La Distinction entre Cookies Internes et Tiers

La distinction entre cookies « tiers » (ou « third party ») et cookie « internes » (ou « first-party ») est technique. Lorsqu'un utilisateur visite un site web, il consulte un « domaine ». Les contenus peuvent être transmis depuis ce domaine ou via d'autres domaines appartenant à des tiers. Chaque cookie est associé à un domaine. Les cookies « internes » sont déposés par le site consulté par l'internaute, sur le domaine du site.

Bien que cette distinction soit technique, elle n'a pas de conséquence directe sur l'obligation de demander ou non le consentement. Dans la pratique, une grande majorité des cookies « tiers » ont des finalités nécessitant le consentement (par exemple, publicitaire), mais certains cookies « tiers » peuvent être strictement nécessaires à une fonctionnalité expressément demandée par l'utilisateur et donc exemptés de consentement.
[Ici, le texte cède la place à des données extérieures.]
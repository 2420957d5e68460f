//! On-chain source adapter
//!
//! Conservation facts about a custody contract, every read pinned to an
//! epoch.

use crate::abi::{self, ACCOUNT_PAGE_SIZE};
use crate::client::{ChainClient, LogFilter};
use crate::events::EventWindow;
use crate::{ContractCall, Error, Result};
use ledger_core::{Address, BatchExecutor, BigInt, Epoch, Ledger};
use std::collections::{BTreeSet, HashSet};
use std::fmt;
use std::sync::Arc;
use tracing::debug;

/// Typed contract reads over a [`ChainClient`]
#[derive(Clone)]
pub struct OnChainSource {
    client: Arc<dyn ChainClient>,
    executor: BatchExecutor,
}

impl fmt::Debug for OnChainSource {
    fn fmt(&self, f: &mut fmt::Formatter<'_>) -> fmt::Result {
        f.debug_struct("OnChainSource")
            .field("executor", &self.executor)
            .finish()
    }
}

impl OnChainSource {
    /// Create an adapter fanning out through `executor`
    pub fn new(client: Arc<dyn ChainClient>, executor: BatchExecutor) -> Self {
        Self { client, executor }
    }

    /// Underlying client
    pub fn client(&self) -> &Arc<dyn ChainClient> {
        &self.client
    }

    /// Executor used for per-account fan-out
    pub fn executor(&self) -> BatchExecutor {
        self.executor
    }

    /// `totalSupply()` at `epoch`
    pub async fn total_supply(&self, contract: &Address, epoch: Epoch) -> Result<BigInt> {
        let data = self
            .client
            .call(contract, &ContractCall::TotalSupply, epoch)
            .await?;
        abi::decode_uint(&data)
    }

    /// `balanceOf(account)` at `epoch`
    pub async fn balance_of(&self, contract: &Address, account: &Address, epoch: Epoch) -> Result<BigInt> {
        let data = self
            .client
            .call(contract, &ContractCall::BalanceOf(account.clone()), epoch)
            .await?;
        abi::decode_uint(&data)
    }

    /// Declared number of enumerable holders at `epoch`
    pub async fn account_count(&self, contract: &Address, epoch: Epoch) -> Result<u64> {
        let data = self
            .client
            .call(contract, &ContractCall::AccountTotal, epoch)
            .await?;
        abi::decode_u64(&data)
    }

    /// One page of holders; collection stops at the first zero address
    pub async fn list_accounts(&self, contract: &Address, offset: u64, epoch: Epoch) -> Result<Vec<Address>> {
        let data = self
            .client
            .call(contract, &ContractCall::AccountList { offset }, epoch)
            .await?;
        let page = abi::decode_address_array(&data)?;
        if page.len() > ACCOUNT_PAGE_SIZE {
            return Err(Error::Decode(format!(
                "accountList returned {} entries",
                page.len()
            )));
        }
        Ok(page.into_iter().take_while(|a| !a.is_zero()).collect())
    }

    /// Every holder at `epoch`, deduplicated, paging until the declared
    /// count is exhausted
    pub async fn list_all(&self, contract: &Address, epoch: Epoch) -> Result<Vec<Address>> {
        let total = self.account_count(contract, epoch).await?;
        let mut seen = HashSet::new();
        let mut accounts = Vec::new();
        let mut offset = 0u64;

        while offset < total {
            let page = self.list_accounts(contract, offset, epoch).await?;
            if page.is_empty() {
                return Err(Error::Decode(format!(
                    "accountList on {} returned an empty page at offset {} of {}",
                    contract, offset, total
                )));
            }
            offset += page.len() as u64;
            for account in page {
                if seen.insert(account.clone()) {
                    accounts.push(account);
                }
            }
        }

        debug!(%contract, epoch, accounts = accounts.len(), "Enumerated holders");
        Ok(accounts)
    }

    /// `balanceOf` for every account, fanned out in bounded batches
    pub async fn balances_of(&self, contract: &Address, accounts: &[Address], epoch: Epoch) -> Result<Ledger> {
        let balances = self
            .executor
            .run(accounts.iter().cloned(), |account| async move {
                let balance = self.balance_of(contract, &account, epoch).await?;
                Ok::<_, Error>((account, balance))
            })
            .await?;
        Ok(balances.into_iter().collect())
    }

    /// Custody events of `contracts` in `[from, to]`, folded per contract
    pub async fn event_window(
        &self,
        from: Epoch,
        to: Epoch,
        contracts: &[Address],
        privileged: &HashSet<Address>,
    ) -> Result<EventWindow> {
        let logs = self
            .client
            .get_logs(&LogFilter::new(from, to, contracts.to_vec()))
            .await?;
        EventWindow::from_logs(&logs, privileged)
    }

    /// Non-zero holders touched by custody events of `contract` in `[from, to]`
    pub async fn touched_accounts(&self, from: Epoch, to: Epoch, contract: &Address) -> Result<BTreeSet<Address>> {
        let window = self
            .event_window(from, to, std::slice::from_ref(contract), &HashSet::new())
            .await?;
        Ok(window.touched_accounts())
    }
}

#[cfg(test)]
mod tests {
    use super::*;
    use crate::mock::MockChain;

    fn addr(i: u64) -> Address {
        Address::parse(&format!("0x{:040x}", i)).unwrap()
    }

    fn source(chain: &Arc<MockChain>) -> OnChainSource {
        OnChainSource::new(chain.clone(), BatchExecutor::new(5))
    }

    #[tokio::test]
    async fn test_reads_are_epoch_pinned() {
        let chain = Arc::new(MockChain::new());
        let contract = addr(0xc0);
        chain.set_total_supply(&contract, 10, 500u64);
        chain.set_total_supply(&contract, 20, 700u64);
        chain.set_balance(&contract, &addr(1), 10, 500u64);

        let source = source(&chain);
        assert_eq!(source.total_supply(&contract, 15).await.unwrap(), BigInt::from(500));
        assert_eq!(source.total_supply(&contract, 20).await.unwrap(), BigInt::from(700));
        assert_eq!(source.balance_of(&contract, &addr(1), 9).await.unwrap(), BigInt::from(0));
    }

    #[tokio::test]
    async fn test_sentinel_forces_second_page() {
        let chain = Arc::new(MockChain::new());
        let contract = addr(0xc0);
        // Three holders, but the first page ends at a zero sentinel after two
        chain.set_account_total(&contract, 3);
        chain.set_page(&contract, 0, vec![addr(1), addr(2)]);
        chain.set_page(&contract, 2, vec![addr(3)]);

        let accounts = source(&chain).list_all(&contract, 1).await.unwrap();

        assert_eq!(accounts, vec![addr(1), addr(2), addr(3)]);
        assert!(accounts.iter().all(|a| !a.is_zero()));
        assert!(chain.count_calls(|c| matches!(c, ContractCall::AccountList { .. })) >= 2);
    }

    #[tokio::test]
    async fn test_paging_over_registered_holders() {
        let chain = Arc::new(MockChain::new());
        let contract = addr(0xc0);
        for i in 1..=230 {
            chain.register_account(&contract, &addr(i));
        }

        let accounts = source(&chain).list_all(&contract, 1).await.unwrap();

        assert_eq!(accounts.len(), 230);
        assert_eq!(chain.count_calls(|c| matches!(c, ContractCall::AccountList { .. })), 3);
    }

    #[tokio::test]
    async fn test_empty_page_before_count_fails() {
        let chain = Arc::new(MockChain::new());
        let contract = addr(0xc0);
        chain.set_account_total(&contract, 5);
        chain.set_page(&contract, 0, vec![addr(1)]);
        chain.set_page(&contract, 1, vec![]);

        let err = source(&chain).list_all(&contract, 1).await.unwrap_err();
        assert!(matches!(err, Error::Decode(_)));
    }

    #[tokio::test]
    async fn test_balances_of_collects_ledger() {
        let chain = Arc::new(MockChain::new());
        let contract = addr(0xc0);
        for i in 1..=12u64 {
            chain.set_balance(&contract, &addr(i), 1, i * 10);
        }
        let accounts: Vec<_> = (1..=12).map(addr).collect();

        let ledger = source(&chain).balances_of(&contract, &accounts, 1).await.unwrap();

        assert_eq!(ledger.len(), 12);
        assert_eq!(ledger.sum(), BigInt::from(780));
    }

    #[tokio::test]
    async fn test_touched_accounts() {
        let chain = Arc::new(MockChain::new());
        let contract = addr(0xc0);
        chain.push_log(MockChain::transfer_log(&contract, &addr(1), &addr(2), 5u64, 7));
        chain.push_log(MockChain::transfer_log(&contract, &addr(3), &Address::zero(), 5u64, 8));
        chain.push_log(MockChain::transfer_log(&addr(0xc1), &addr(4), &addr(5), 5u64, 7));

        let touched = source(&chain).touched_accounts(7, 7, &contract).await.unwrap();

        assert_eq!(touched.into_iter().collect::<Vec<_>>(), vec![addr(1), addr(2)]);
    }
}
Infographie expliquant la différence entre cookies first-party et third-party

Bonnes Pratiques au-delà de la Réglementation

La recommandation de la CNIL n’a pas vocation à être prescriptive ; elle vise à proposer des exemples concrets de mise en œuvre de la réglementation. Les bonnes pratiques vont au-delà des exigences posées par la réglementation. La CNIL souhaite favoriser ces pratiques car elles permettent d’offrir une protection renforcée aux utilisateurs. Les cookies et autres traceurs feront l’objet d’actions de mise en conformité au cours de l’année suivant la publication des lignes directrices et recommandations, avec une première étape où les actions de la CNIL seront limitées au respect des principes antérieurs.

L'utilisation des traceurs doit être strictement cantonnée à la production de statistiques anonymes, et l'utilisation de l'adresse IP pour géolocaliser l'internaute ne doit pas fournir une information plus précise que la ville. Les traceurs utilisés ne doivent pas avoir une durée de vie excédant treize mois et cette durée ne doit pas être prorogée automatiquement lors des nouvelles visites. Les données à caractère personnel collectées ne doivent pas être recoupées avec d'autres traitements ni transmises à des tiers.

En résumé, la CNIL, à travers ses recommandations et ses actions, renforce la protection des utilisateurs face aux technologies de traçage, plaçant la responsabilité des acteurs au cœur du dispositif et exigeant un consentement libre, spécifique, éclairé et univoque pour toute utilisation de données personnelles, y compris les adresses IP, au-delà des strictes nécessités techniques et de sécurité.